** PROVIDED RECORDS **
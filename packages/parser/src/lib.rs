pub mod component_tree;
pub mod error;
pub mod literal;
pub mod shape_parser;
pub mod source_file;
pub mod tokenizer;

pub use component_tree::parse_component_tree;
pub use error::{ParseError, ParseResult};
pub use literal::{evaluate_object_literal, parse_prop_values};
pub use shape_parser::{parse_prop_shape, parse_shape_body};
pub use source_file::{
    ComponentFunction, ExportDefaultDecl, FunctionBody, FunctionDecl, ImportDecl, Initializer,
    InterfaceDecl, ReturnStatement, SourceFile, Statement, StatementKind, TypeAliasDecl, VarDecl,
};
pub use tokenizer::{tokenize, Token};

#[cfg(test)]
mod tests {
    use super::*;

    #[test]
    fn test_tokenizer_basic() {
        let source = "import Banner";
        let tokens = tokenize(source);
        assert_eq!(tokens.len(), 2);
    }
}
pub mod error;
pub mod filesystem;
pub mod result;

pub use error::*;
pub use filesystem::*;
pub use result::*;

#[cfg(test)]
mod tests {
    use super::*;
    use std::path::Path;

    #[test]
    fn test_mock_filesystem_read_write_remove() {
        let fs = MockFileSystem::new();
        let path = Path::new("/project/src/pages/Universal.tsx");
        assert!(!fs.exists(path));

        fs.write(path, "export default {};").unwrap();
        assert!(fs.exists(path));
        assert_eq!(fs.read_to_string(path).unwrap(), "export default {};");

        fs.remove(path).unwrap();
        assert!(!fs.exists(path));
        assert!(fs.read_to_string(path).is_err());
    }
}
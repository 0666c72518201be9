//! Prop-shape parsing from interface and type-alias bodies
//!
//! Turns declared member types into [`PropShape`] metadata. Members
//! whose types fall outside the supported set are skipped with a
//! warning rather than failing the whole shape; unions are the one
//! hard error, since a union of anything but string literals cannot
//! be represented.

use crate::error::{ParseError, ParseResult};
use crate::literal::unescape;
use crate::source_file::SourceFile;
use crate::tokenizer::{tokenize, Token};
use std::ops::Range;
use tracery_model::{PropMetadata, PropShape, PropType, PropValueType};

/// Parse the declared shape of `type_name` within `file`.
///
/// Returns `Ok(None)` when no interface or object type alias of that
/// name exists.
pub fn parse_prop_shape(file: &SourceFile, type_name: &str) -> ParseResult<Option<PropShape>> {
    let Some(body_span) = file.declared_type_body(type_name) else {
        return Ok(None);
    };
    parse_shape_body(file.slice(&body_span)).map(Some)
}

/// Parse `{ ... }` member text into a [`PropShape`].
pub fn parse_shape_body(text: &str) -> ParseResult<PropShape> {
    let tokens = tokenize(text);
    let mut cursor = ShapeCursor {
        tokens: &tokens,
        pos: 0,
    };
    cursor.parse_object_shape()
}

struct ShapeCursor<'a, 'src> {
    tokens: &'a [(Token<'src>, Range<usize>)],
    pos: usize,
}

impl<'a, 'src> ShapeCursor<'a, 'src> {
    fn parse_object_shape(&mut self) -> ParseResult<PropShape> {
        self.expect(Token::LBrace)?;
        let mut shape = PropShape::new();
        while !self.check(Token::RBrace) && !self.is_at_end() {
            let doc = self.take_doc_comment();
            let name = self.parse_member_name()?;
            let optional = self.match_token(Token::Question);
            self.expect(Token::Colon)?;

            let prop_type = self.parse_type(&name)?;
            self.skip_member_rest();

            match prop_type {
                Some(prop_type) => {
                    let mut metadata = if optional {
                        PropMetadata::optional(prop_type)
                    } else {
                        PropMetadata::required(prop_type)
                    };
                    if let Some(doc) = doc {
                        metadata = metadata.with_doc(doc);
                    }
                    shape.insert(name, metadata);
                }
                None => {
                    tracing::warn!(
                        prop = %name,
                        "Prop type is not one of the supported types. Skipping gracefully."
                    );
                }
            }
        }
        self.expect(Token::RBrace)?;
        Ok(shape)
    }

    fn parse_type(&mut self, prop_name: &str) -> ParseResult<Option<PropType>> {
        if self.at_literal() {
            return self.parse_literal_union(prop_name);
        }

        let mut prop_type = self.parse_nonliteral_type(prop_name)?;
        while self.check(Token::LBracket) {
            self.advance();
            self.expect(Token::RBracket)?;
            prop_type = prop_type.map(|t| PropType::Array(Box::new(t)));
        }
        if self.check(Token::Pipe) {
            // Unions of non-literal types are not representable
            return Ok(None);
        }
        Ok(prop_type)
    }

    /// `"a" | "b" | ...`; every member must be a string literal.
    fn parse_literal_union(&mut self, prop_name: &str) -> ParseResult<Option<PropType>> {
        // A lone non-string literal type is skipped; inside a union it
        // is an error, matching the message callers rely on.
        if !self.at_string_literal() {
            if self.peek_ahead_is(1, Token::Pipe) {
                let kind = self.peek_literal_kind();
                return Err(ParseError::UnsupportedUnionMember {
                    kind,
                    prop_name: prop_name.to_string(),
                });
            }
            self.advance();
            return Ok(None);
        }

        let mut values = Vec::new();
        loop {
            match self.peek() {
                Some((Token::String(s), _)) | Some((Token::SingleQuoteString(s), _)) => {
                    values.push(unescape(s));
                    self.advance();
                }
                _ => {
                    return Err(ParseError::UnsupportedUnionMember {
                        kind: self.peek_literal_kind(),
                        prop_name: prop_name.to_string(),
                    })
                }
            }
            if !self.match_token(Token::Pipe) {
                break;
            }
        }
        Ok(Some(PropType::StringUnion(values)))
    }

    fn parse_nonliteral_type(&mut self, prop_name: &str) -> ParseResult<Option<PropType>> {
        match self.peek() {
            Some((Token::LBrace, _)) => {
                let shape = self.parse_object_shape()?;
                Ok(Some(PropType::Object(shape)))
            }
            Some((Token::Ident(name), _)) => {
                let name = name.to_string();
                self.advance();
                match name.as_str() {
                    "Record" => {
                        self.skip_generic_args();
                        Ok(Some(PropType::Record))
                    }
                    "Array" => {
                        self.expect(Token::Lt)?;
                        let inner = self.parse_type(prop_name)?;
                        self.expect(Token::Gt)?;
                        Ok(inner.map(|t| PropType::Array(Box::new(t))))
                    }
                    "React" if self.check(Token::Dot) => {
                        self.advance();
                        let member = self.parse_member_name()?;
                        if member == "ReactNode" {
                            Ok(Some(PropType::Simple(PropValueType::ReactNode)))
                        } else {
                            Ok(None)
                        }
                    }
                    "ReactNode" => Ok(Some(PropType::Simple(PropValueType::ReactNode))),
                    _ => match PropValueType::from_type_name(&name) {
                        Some(value_type) => Ok(Some(PropType::Simple(value_type))),
                        None => {
                            // Consume any dotted chain and generic args
                            while self.match_token(Token::Dot) {
                                self.advance();
                            }
                            if self.check(Token::Lt) {
                                self.skip_generic_args();
                            }
                            Ok(None)
                        }
                    },
                }
            }
            _ => {
                self.advance();
                Ok(None)
            }
        }
    }

    /// From a `<`, consume through the matching `>`
    fn skip_generic_args(&mut self) {
        if !self.check(Token::Lt) {
            return;
        }
        let mut depth = 0i32;
        while let Some((token, _)) = self.peek() {
            match token {
                Token::Lt => depth += 1,
                Token::Gt => {
                    depth -= 1;
                    if depth == 0 {
                        self.advance();
                        return;
                    }
                }
                _ => {}
            }
            self.advance();
        }
    }

    /// Consume through the member terminator: `;`, `,`, or the closing
    /// brace of the enclosing shape.
    fn skip_member_rest(&mut self) {
        let mut depth = 0i32;
        while let Some((token, _)) = self.peek() {
            if depth == 0 {
                match token {
                    Token::Semi | Token::Comma => {
                        self.advance();
                        return;
                    }
                    Token::RBrace => return,
                    _ => {}
                }
            }
            if token.is_open_delim() {
                depth += 1;
            } else if token.is_close_delim() {
                depth -= 1;
            }
            self.advance();
        }
    }

    fn take_doc_comment(&mut self) -> Option<String> {
        match self.peek() {
            Some((Token::DocComment(raw), _)) => {
                let doc = clean_doc(raw);
                self.advance();
                Some(doc)
            }
            _ => None,
        }
    }

    fn parse_member_name(&mut self) -> ParseResult<String> {
        match self.peek() {
            Some((Token::Ident(s), _)) => {
                let name = s.to_string();
                self.advance();
                Ok(name)
            }
            Some((Token::String(s), _)) | Some((Token::SingleQuoteString(s), _)) => {
                let name = unescape(s);
                self.advance();
                Ok(name)
            }
            _ => Err(ParseError::unexpected_token(
                self.peek_start(),
                "member name",
                self.peek_debug(),
            )),
        }
    }

    fn at_literal(&self) -> bool {
        matches!(
            self.peek(),
            Some((Token::String(_), _))
                | Some((Token::SingleQuoteString(_), _))
                | Some((Token::Number(_), _))
                | Some((Token::True, _))
                | Some((Token::False, _))
        )
    }

    fn at_string_literal(&self) -> bool {
        matches!(
            self.peek(),
            Some((Token::String(_), _)) | Some((Token::SingleQuoteString(_), _))
        )
    }

    fn peek_literal_kind(&self) -> String {
        match self.peek() {
            Some((Token::Number(_), _)) => "NumericLiteral".to_string(),
            Some((Token::True, _)) => "TrueKeyword".to_string(),
            Some((Token::False, _)) => "FalseKeyword".to_string(),
            Some((Token::Null, _)) => "NullKeyword".to_string(),
            Some((Token::Undefined, _)) => "UndefinedKeyword".to_string(),
            Some((Token::Ident(_), _)) => "Identifier".to_string(),
            Some((token, _)) => format!("{:?}", token),
            None => "end of file".to_string(),
        }
    }

    fn peek(&self) -> Option<&(Token<'src>, Range<usize>)> {
        self.tokens.get(self.pos)
    }

    fn peek_ahead_is(&self, offset: usize, token: Token) -> bool {
        match self.tokens.get(self.pos + offset) {
            Some((t, _)) => std::mem::discriminant(t) == std::mem::discriminant(&token),
            None => false,
        }
    }

    fn advance(&mut self) {
        self.pos += 1;
    }

    fn is_at_end(&self) -> bool {
        self.pos >= self.tokens.len()
    }

    fn check(&self, token: Token) -> bool {
        match self.peek() {
            Some((t, _)) => std::mem::discriminant(t) == std::mem::discriminant(&token),
            None => false,
        }
    }

    fn match_token(&mut self, token: Token) -> bool {
        if self.check(token) {
            self.advance();
            true
        } else {
            false
        }
    }

    fn expect(&mut self, token: Token) -> ParseResult<()> {
        if self.match_token(token.clone()) {
            Ok(())
        } else {
            Err(ParseError::unexpected_token(
                self.peek_start(),
                format!("{:?}", token),
                self.peek_debug(),
            ))
        }
    }

    fn peek_start(&self) -> usize {
        self.peek().map(|(_, span)| span.start).unwrap_or_default()
    }

    fn peek_debug(&self) -> String {
        match self.peek() {
            Some((token, _)) => format!("{:?}", token),
            None => "end of file".to_string(),
        }
    }
}

/// Strip comment markers and per-line asterisks from a doc comment
fn clean_doc(raw: &str) -> String {
    let inner = raw
        .trim_start_matches("/**")
        .trim_end_matches("*/");
    if !inner.contains('\n') {
        return inner.trim().to_string();
    }
    let mut lines: Vec<&str> = inner
        .lines()
        .map(|line| {
            line.trim_start()
                .trim_start_matches('*')
                .trim_start_matches(' ')
        })
        .collect();
    while lines.last().is_some_and(|l| l.trim().is_empty()) {
        lines.pop();
    }
    lines.join("\n")
}
//! Project-level orchestration: config loading, the metadata snapshot
//! build over component and module directories, and per-file parse and
//! write routing with failure isolation.

pub mod config;
pub mod orchestrator;

pub use config::{ProjectConfig, ProjectPaths, CONFIG_FILE_NAME};
pub use orchestrator::{Orchestrator, PageState, MARKUP_EXTENSION};
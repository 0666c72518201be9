use thiserror::Error;
use tracery_parser::ParseError;

/// Common error type that can hold any tracery error
#[derive(Error, Debug)]
pub enum CommonError {
    #[error("Parse error: {0}")]
    Parse(#[from] ParseError),

    #[error("IO error: {0}")]
    Io(#[from] std::io::Error),

    #[error("Generic error: {0}")]
    Generic(String),
}

impl From<String> for CommonError {
    fn from(s: String) -> Self {
        CommonError::Generic(s)
    }
}

impl From<&str> for CommonError {
    fn from(s: &str) -> Self {
        CommonError::Generic(s.to_string())
    }
}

** ASSIGNMENT **
Please show each line in the records above that contains "skipped".

** EXERCISE RESPONSE **
//! whose types fall outside the supported set are skipped with a
        // A lone non-string literal type is skipped; inside a union it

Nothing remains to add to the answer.